# Information provided

_ _ _ _ _ _ _

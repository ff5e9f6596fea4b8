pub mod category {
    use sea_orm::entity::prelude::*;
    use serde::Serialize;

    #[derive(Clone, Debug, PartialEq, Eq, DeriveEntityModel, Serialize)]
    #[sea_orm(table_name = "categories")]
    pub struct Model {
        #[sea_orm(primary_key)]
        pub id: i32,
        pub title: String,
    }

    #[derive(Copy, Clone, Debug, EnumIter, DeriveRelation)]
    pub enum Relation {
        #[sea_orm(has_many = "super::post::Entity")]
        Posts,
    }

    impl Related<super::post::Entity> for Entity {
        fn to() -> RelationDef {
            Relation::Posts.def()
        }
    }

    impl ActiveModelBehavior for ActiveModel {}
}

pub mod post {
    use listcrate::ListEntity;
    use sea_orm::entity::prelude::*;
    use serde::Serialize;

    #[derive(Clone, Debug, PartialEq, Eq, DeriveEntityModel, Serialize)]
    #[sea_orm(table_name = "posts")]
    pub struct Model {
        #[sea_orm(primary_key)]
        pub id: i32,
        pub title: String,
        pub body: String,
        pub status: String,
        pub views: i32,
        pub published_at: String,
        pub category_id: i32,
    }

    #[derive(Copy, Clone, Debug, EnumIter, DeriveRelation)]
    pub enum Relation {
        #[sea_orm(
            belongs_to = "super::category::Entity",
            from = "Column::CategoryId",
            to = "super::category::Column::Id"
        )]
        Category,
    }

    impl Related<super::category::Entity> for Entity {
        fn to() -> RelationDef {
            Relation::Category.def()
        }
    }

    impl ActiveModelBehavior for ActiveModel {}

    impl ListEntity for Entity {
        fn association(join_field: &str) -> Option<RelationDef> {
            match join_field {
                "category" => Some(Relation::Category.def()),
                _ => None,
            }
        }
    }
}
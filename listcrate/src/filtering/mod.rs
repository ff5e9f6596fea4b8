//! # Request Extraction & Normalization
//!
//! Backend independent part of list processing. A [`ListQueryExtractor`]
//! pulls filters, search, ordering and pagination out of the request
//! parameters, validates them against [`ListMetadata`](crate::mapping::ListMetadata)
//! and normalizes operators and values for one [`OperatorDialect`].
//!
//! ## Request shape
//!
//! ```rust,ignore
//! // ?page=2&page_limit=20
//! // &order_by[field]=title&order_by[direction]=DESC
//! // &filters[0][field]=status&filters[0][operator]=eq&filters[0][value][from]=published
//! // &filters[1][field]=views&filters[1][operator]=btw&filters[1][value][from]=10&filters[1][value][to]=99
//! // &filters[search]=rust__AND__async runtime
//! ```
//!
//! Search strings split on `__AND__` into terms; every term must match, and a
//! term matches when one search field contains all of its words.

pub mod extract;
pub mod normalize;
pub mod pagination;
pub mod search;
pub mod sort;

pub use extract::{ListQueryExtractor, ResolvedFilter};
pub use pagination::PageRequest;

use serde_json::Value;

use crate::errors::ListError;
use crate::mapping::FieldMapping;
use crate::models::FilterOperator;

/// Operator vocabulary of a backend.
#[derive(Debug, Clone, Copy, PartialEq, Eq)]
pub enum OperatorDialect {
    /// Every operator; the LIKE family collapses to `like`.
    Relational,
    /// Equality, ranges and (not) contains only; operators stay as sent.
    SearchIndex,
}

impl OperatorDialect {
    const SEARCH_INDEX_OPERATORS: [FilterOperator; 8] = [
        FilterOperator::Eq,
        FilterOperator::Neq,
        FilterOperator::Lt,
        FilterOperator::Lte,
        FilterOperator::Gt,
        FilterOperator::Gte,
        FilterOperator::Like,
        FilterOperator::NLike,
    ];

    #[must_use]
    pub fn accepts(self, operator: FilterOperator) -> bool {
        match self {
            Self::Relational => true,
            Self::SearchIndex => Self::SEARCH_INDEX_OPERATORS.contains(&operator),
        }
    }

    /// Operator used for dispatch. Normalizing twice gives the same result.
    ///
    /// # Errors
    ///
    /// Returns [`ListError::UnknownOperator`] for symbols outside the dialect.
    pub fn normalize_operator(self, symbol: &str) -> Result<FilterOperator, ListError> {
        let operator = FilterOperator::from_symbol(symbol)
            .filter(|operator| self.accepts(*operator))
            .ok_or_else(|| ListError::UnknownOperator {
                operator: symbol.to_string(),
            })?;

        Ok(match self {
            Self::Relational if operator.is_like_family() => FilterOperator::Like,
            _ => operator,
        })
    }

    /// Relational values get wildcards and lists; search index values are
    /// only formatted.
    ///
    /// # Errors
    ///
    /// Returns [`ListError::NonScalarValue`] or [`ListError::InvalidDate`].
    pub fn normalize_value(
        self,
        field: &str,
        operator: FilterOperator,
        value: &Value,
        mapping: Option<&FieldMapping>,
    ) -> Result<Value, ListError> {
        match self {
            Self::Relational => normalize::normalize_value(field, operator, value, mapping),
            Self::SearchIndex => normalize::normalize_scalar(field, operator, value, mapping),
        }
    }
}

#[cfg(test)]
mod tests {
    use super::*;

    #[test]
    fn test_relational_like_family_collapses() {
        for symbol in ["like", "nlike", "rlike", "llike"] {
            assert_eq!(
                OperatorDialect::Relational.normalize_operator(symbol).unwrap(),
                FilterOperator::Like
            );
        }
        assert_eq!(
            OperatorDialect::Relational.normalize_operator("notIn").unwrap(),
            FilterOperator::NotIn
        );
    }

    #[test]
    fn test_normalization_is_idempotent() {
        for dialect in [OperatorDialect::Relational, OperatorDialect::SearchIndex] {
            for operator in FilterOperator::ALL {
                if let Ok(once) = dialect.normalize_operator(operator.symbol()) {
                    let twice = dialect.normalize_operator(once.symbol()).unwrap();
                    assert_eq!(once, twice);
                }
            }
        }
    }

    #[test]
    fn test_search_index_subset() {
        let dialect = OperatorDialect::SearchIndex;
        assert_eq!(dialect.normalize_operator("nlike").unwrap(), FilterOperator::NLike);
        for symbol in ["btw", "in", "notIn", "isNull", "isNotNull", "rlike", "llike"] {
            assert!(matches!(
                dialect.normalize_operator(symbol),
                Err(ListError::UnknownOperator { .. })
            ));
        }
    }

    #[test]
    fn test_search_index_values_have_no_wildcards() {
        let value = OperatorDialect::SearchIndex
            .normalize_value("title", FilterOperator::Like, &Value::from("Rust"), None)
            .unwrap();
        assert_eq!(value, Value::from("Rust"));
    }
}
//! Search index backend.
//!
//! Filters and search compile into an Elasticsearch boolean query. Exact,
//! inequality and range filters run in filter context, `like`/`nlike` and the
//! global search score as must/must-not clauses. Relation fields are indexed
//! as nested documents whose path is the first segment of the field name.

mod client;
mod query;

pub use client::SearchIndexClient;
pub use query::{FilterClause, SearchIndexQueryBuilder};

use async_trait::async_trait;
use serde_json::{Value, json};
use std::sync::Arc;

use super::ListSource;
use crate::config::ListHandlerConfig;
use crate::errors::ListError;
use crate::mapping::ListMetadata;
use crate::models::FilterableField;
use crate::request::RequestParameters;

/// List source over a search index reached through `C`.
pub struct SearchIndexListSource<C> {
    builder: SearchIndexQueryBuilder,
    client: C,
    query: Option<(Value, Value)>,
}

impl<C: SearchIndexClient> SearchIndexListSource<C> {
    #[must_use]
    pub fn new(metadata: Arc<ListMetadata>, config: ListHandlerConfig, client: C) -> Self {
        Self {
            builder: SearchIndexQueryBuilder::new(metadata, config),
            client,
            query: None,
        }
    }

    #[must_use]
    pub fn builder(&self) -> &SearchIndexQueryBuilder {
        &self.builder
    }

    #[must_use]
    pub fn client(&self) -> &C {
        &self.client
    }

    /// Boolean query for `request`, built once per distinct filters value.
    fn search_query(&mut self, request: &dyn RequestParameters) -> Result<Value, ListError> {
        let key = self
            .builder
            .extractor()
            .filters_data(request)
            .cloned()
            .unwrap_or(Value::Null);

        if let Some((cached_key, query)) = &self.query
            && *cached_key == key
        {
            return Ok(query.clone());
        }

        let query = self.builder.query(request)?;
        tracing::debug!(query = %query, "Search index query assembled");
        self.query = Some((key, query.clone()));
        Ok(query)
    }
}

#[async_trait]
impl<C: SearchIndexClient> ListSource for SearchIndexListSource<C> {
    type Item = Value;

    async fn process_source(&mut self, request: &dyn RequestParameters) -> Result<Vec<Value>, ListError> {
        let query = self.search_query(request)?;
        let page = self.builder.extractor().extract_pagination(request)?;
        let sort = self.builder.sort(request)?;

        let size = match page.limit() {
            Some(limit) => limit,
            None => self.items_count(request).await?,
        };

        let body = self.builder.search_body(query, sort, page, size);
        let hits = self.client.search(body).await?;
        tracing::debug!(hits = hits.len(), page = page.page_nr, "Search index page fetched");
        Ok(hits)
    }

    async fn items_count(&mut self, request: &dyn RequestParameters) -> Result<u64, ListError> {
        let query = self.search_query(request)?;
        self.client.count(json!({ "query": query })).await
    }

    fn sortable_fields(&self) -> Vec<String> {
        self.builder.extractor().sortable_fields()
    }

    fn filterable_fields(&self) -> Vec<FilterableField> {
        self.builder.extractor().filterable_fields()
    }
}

_ _ _ _ _ _ _

Read through the entries above and copy each line that has the string "term" in it.

# Answer to this task
//! Search strings split on `__AND__` into terms; every term must match, and a
//! term matches when one search field contains all of its words.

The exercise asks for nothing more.